(Stored items)
■ ■ ■ ■ ■

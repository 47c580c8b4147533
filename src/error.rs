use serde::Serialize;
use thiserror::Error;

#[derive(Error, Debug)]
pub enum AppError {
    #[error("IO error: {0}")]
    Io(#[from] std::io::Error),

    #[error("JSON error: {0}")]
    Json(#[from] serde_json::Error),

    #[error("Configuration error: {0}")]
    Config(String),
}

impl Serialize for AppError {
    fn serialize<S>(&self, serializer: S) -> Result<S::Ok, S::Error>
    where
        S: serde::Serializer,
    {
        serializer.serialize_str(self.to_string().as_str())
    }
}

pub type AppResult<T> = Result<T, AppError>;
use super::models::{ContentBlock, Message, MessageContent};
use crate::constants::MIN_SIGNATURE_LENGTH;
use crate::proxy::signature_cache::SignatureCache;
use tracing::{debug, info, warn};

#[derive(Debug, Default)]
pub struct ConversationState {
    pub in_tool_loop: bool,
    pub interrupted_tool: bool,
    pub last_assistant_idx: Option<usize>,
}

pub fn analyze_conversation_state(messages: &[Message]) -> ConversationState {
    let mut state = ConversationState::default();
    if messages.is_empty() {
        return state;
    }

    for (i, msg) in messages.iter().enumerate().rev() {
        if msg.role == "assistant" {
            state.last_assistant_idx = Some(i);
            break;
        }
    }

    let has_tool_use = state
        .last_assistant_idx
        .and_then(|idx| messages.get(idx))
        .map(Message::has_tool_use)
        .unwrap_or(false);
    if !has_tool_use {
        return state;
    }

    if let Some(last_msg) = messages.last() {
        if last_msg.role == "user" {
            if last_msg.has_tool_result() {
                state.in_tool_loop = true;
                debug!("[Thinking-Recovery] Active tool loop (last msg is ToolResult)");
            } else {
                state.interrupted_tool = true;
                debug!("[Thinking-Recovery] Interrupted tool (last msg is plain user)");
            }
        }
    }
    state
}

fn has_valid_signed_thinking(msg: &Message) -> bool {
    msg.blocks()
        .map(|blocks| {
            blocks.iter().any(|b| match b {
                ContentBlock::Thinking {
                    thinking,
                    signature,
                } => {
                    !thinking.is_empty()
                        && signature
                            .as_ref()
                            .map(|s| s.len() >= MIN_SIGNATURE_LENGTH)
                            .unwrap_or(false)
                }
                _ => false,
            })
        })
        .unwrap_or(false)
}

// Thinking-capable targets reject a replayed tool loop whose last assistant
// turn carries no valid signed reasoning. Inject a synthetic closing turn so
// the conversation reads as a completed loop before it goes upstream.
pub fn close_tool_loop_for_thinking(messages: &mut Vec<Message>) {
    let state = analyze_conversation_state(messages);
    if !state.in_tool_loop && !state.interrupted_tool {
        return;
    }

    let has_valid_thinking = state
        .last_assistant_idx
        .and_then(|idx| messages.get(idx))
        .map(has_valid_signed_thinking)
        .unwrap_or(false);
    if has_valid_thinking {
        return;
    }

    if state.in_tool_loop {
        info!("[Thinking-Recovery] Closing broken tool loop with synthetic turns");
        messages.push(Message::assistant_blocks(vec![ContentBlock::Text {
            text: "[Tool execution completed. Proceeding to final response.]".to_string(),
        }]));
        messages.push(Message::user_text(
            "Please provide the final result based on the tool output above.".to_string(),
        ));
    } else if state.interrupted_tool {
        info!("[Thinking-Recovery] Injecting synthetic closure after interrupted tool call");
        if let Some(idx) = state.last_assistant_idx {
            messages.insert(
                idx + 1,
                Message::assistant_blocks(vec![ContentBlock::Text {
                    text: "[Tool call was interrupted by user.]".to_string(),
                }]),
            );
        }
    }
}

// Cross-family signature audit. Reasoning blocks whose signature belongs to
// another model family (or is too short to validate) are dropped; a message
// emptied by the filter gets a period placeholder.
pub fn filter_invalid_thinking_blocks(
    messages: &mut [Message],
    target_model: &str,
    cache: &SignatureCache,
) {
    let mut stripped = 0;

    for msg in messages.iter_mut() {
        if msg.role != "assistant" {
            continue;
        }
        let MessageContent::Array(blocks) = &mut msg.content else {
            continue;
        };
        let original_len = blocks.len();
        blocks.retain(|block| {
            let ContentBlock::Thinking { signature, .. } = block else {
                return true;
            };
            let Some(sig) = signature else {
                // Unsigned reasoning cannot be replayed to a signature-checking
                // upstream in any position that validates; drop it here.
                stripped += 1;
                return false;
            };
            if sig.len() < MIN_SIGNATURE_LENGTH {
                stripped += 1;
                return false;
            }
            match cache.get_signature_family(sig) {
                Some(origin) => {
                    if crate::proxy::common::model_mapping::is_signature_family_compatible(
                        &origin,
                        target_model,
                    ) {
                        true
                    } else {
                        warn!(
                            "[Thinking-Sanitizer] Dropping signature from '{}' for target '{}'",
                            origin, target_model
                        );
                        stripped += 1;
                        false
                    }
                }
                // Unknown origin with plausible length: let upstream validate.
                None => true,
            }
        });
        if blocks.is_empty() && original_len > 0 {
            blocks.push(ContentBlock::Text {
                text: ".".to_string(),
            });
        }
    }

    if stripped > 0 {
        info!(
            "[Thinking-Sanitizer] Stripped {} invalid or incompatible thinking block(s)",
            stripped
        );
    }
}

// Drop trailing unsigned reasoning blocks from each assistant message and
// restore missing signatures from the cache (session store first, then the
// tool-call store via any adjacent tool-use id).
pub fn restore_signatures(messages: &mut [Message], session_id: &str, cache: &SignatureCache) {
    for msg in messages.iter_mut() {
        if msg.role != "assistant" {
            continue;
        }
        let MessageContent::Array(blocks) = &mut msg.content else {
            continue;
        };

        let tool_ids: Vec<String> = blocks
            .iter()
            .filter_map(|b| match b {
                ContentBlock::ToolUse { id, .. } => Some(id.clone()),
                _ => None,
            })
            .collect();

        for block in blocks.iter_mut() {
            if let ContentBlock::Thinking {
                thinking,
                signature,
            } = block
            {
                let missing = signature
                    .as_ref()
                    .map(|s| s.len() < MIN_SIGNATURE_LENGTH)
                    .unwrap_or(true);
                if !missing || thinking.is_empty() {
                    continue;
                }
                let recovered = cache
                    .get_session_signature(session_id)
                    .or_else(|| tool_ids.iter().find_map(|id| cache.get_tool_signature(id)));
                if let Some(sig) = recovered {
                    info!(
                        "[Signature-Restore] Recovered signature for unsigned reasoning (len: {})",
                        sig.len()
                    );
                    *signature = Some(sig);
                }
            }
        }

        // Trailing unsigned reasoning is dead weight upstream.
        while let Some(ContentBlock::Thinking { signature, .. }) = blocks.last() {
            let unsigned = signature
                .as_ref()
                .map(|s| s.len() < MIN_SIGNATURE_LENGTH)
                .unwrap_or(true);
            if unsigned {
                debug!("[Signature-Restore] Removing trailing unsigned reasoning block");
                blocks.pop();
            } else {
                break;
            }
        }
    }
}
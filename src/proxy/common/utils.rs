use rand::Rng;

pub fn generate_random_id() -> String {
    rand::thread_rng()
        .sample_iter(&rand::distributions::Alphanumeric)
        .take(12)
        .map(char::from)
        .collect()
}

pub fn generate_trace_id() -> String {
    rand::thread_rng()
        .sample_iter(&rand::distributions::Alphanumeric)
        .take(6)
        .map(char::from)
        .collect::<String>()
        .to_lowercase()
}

■ ■ ■ ■ ■

*Your objective*:
What you return must be the entries, given again word for word.

*Answer to the problem*:
repository 47c580c8b4147533
filename src/error.rs
use serde::Serialize;
use thiserror::Error;

#[derive(Error, Debug)]
pub enum AppError {
    #[error("IO error: {0}")]
    Io(#[from] std::io::Error),

    #[error("JSON error: {0}")]
    Json(#[from] serde_json::Error),

    #[error("Configuration error: {0}")]
    Config(String),
}

impl Serialize for AppError {
    fn serialize<S>(&self, serializer: S) -> Result<S::Ok, S::Error>
    where
        S: serde::Serializer,
    {
        serializer.serialize_str(self.to_string().as_str())
    }
}

pub type AppResult<T> = Result<T, AppError>;
use super::models::{ContentBlock, Message, MessageContent};
use crate::constants::MIN_SIGNATURE_LENGTH;
use crate::proxy::signature_cache::SignatureCache;
use tracing::{debug, info, warn};

#[derive(Debug, Default)]
pub struct ConversationState {
    pub in_tool_loop: bool,
    pub interrupted_tool: bool,
    pub last_assistant_idx: Option<usize>,
}

pub fn analyze_conversation_state(messages: &[Message]) -> ConversationState {
    let mut state = ConversationState::default();
    if messages.is_empty() {
        return state;
    }

    for (i, msg) in messages.iter().enumerate().rev() {
        if msg.role == "assistant" {
            state.last_assistant_idx = Some(i);
            break;
        }
    }

    let has_tool_use = state
        .last_assistant_idx
        .and_then(|idx| messages.get(idx))
        .map(Message::has_tool_use)
        .unwrap_or(false);
    if !has_tool_use {
        return state;
    }

    if let Some(last_msg) = messages.last() {
        if last_msg.role == "user" {
            if last_msg.has_tool_result() {
                state.in_tool_loop = true;
                debug!("[Thinking-Recovery] Active tool loop (last msg is ToolResult)");
            } else {
                state.interrupted_tool = true;
                debug!("[Thinking-Recovery] Interrupted tool (last msg is plain user)");
            }
        }
    }
    state
}

fn has_valid_signed_thinking(msg: &Message) -> bool {
    msg.blocks()
        .map(|blocks| {
            blocks.iter().any(|b| match b {
                ContentBlock::Thinking {
                    thinking,
                    signature,
                } => {
                    !thinking.is_empty()
                        && signature
                            .as_ref()
                            .map(|s| s.len() >= MIN_SIGNATURE_LENGTH)
                            .unwrap_or(false)
                }
                _ => false,
            })
        })
        .unwrap_or(false)
}

// Thinking-capable targets reject a replayed tool loop whose last assistant
// turn carries no valid signed reasoning. Inject a synthetic closing turn so
// the conversation reads as a completed loop before it goes upstream.
pub fn close_tool_loop_for_thinking(messages: &mut Vec<Message>) {
    let state = analyze_conversation_state(messages);
    if !state.in_tool_loop && !state.interrupted_tool {
        return;
    }

    let has_valid_thinking = state
        .last_assistant_idx
        .and_then(|idx| messages.get(idx))
        .map(has_valid_signed_thinking)
        .unwrap_or(false);
    if has_valid_thinking {
        return;
    }

    if state.in_tool_loop {
        info!("[Thinking-Recovery] Closing broken tool loop with synthetic turns");
        messages.push(Message::assistant_blocks(vec![ContentBlock::Text {
            text: "[Tool execution completed. Proceeding to final response.]".to_string(),
        }]));
        messages.push(Message::user_text(
            "Please provide the final result based on the tool output above.".to_string(),
        ));
    } else if state.interrupted_tool {
        info!("[Thinking-Recovery] Injecting synthetic closure after interrupted tool call");
        if let Some(idx) = state.last_assistant_idx {
            messages.insert(
                idx + 1,
                Message::assistant_blocks(vec![ContentBlock::Text {
                    text: "[Tool call was interrupted by user.]".to_string(),
                }]),
            );
        }
    }
}

// Cross-family signature audit. Reasoning blocks whose signature belongs to
// another model family (or is too short to validate) are dropped; a message
// emptied by the filter gets a period placeholder.
pub fn filter_invalid_thinking_blocks(
    messages: &mut [Message],
    target_model: &str,
    cache: &SignatureCache,
) {
    let mut stripped = 0;

    for msg in messages.iter_mut() {
        if msg.role != "assistant" {
            continue;
        }
        let MessageContent::Array(blocks) = &mut msg.content else {
            continue;
        };
        let original_len = blocks.len();
        blocks.retain(|block| {
            let ContentBlock::Thinking { signature, .. } = block else {
                return true;
            };
            let Some(sig) = signature else {
                // Unsigned reasoning cannot be replayed to a signature-checking
                // upstream in any position that validates; drop it here.
                stripped += 1;
                return false;
            };
            if sig.len() < MIN_SIGNATURE_LENGTH {
                stripped += 1;
                return false;
            }
            match cache.get_signature_family(sig) {
                Some(origin) => {
                    if crate::proxy::common::model_mapping::is_signature_family_compatible(
                        &origin,
                        target_model,
                    ) {
                        true
                    } else {
                        warn!(
                            "[Thinking-Sanitizer] Dropping signature from '{}' for target '{}'",
                            origin, target_model
                        );
                        stripped += 1;
                        false
                    }
                }
                // Unknown origin with plausible length: let upstream validate.
                None => true,
            }
        });
        if blocks.is_empty() && original_len > 0 {
            blocks.push(ContentBlock::Text {
                text: ".".to_string(),
            });
        }
    }

    if stripped > 0 {
        info!(
            "[Thinking-Sanitizer] Stripped {} invalid or incompatible thinking block(s)",
            stripped
        );
    }
}

// Drop trailing unsigned reasoning blocks from each assistant message and
// restore missing signatures from the cache (session store first, then the
// tool-call store via any adjacent tool-use id).
pub fn restore_signatures(messages: &mut [Message], session_id: &str, cache: &SignatureCache) {
    for msg in messages.iter_mut() {
        if msg.role != "assistant" {
            continue;
        }
        let MessageContent::Array(blocks) = &mut msg.content else {
            continue;
        };

        let tool_ids: Vec<String> = blocks
            .iter()
            .filter_map(|b| match b {
                ContentBlock::ToolUse { id, .. } => Some(id.clone()),
                _ => None,
            })
            .collect();

        for block in blocks.iter_mut() {
            if let ContentBlock::Thinking {
                thinking,
                signature,
            } = block
            {
                let missing = signature
                    .as_ref()
                    .map(|s| s.len() < MIN_SIGNATURE_LENGTH)
                    .unwrap_or(true);
                if !missing || thinking.is_empty() {
                    continue;
                }
                let recovered = cache
                    .get_session_signature(session_id)
                    .or_else(|| tool_ids.iter().find_map(|id| cache.get_tool_signature(id)));
                if let Some(sig) = recovered {
                    info!(
                        "[Signature-Restore] Recovered signature for unsigned reasoning (len: {})",
                        sig.len()
                    );
                    *signature = Some(sig);
                }
            }
        }

        // Trailing unsigned reasoning is dead weight upstream.
        while let Some(ContentBlock::Thinking { signature, .. }) = blocks.last() {
            let unsigned = signature
                .as_ref()
                .map(|s| s.len() < MIN_SIGNATURE_LENGTH)
                .unwrap_or(true);
            if unsigned {
                debug!("[Signature-Restore] Removing trailing unsigned reasoning block");
                blocks.pop();
            } else {
                break;
            }
        }
    }
}
filename src/proxy/common/utils.rs
use rand::Rng;

pub fn generate_random_id() -> String {
    rand::thread_rng()
        .sample_iter(&rand::distributions::Alphanumeric)
        .take(12)
        .map(char::from)
        .collect()
}

pub fn generate_trace_id() -> String {
    rand::thread_rng()
        .sample_iter(&rand::distributions::Alphanumeric)
        .take(6)
        .map(char::from)
        .collect::<String>()
        .to_lowercase()
}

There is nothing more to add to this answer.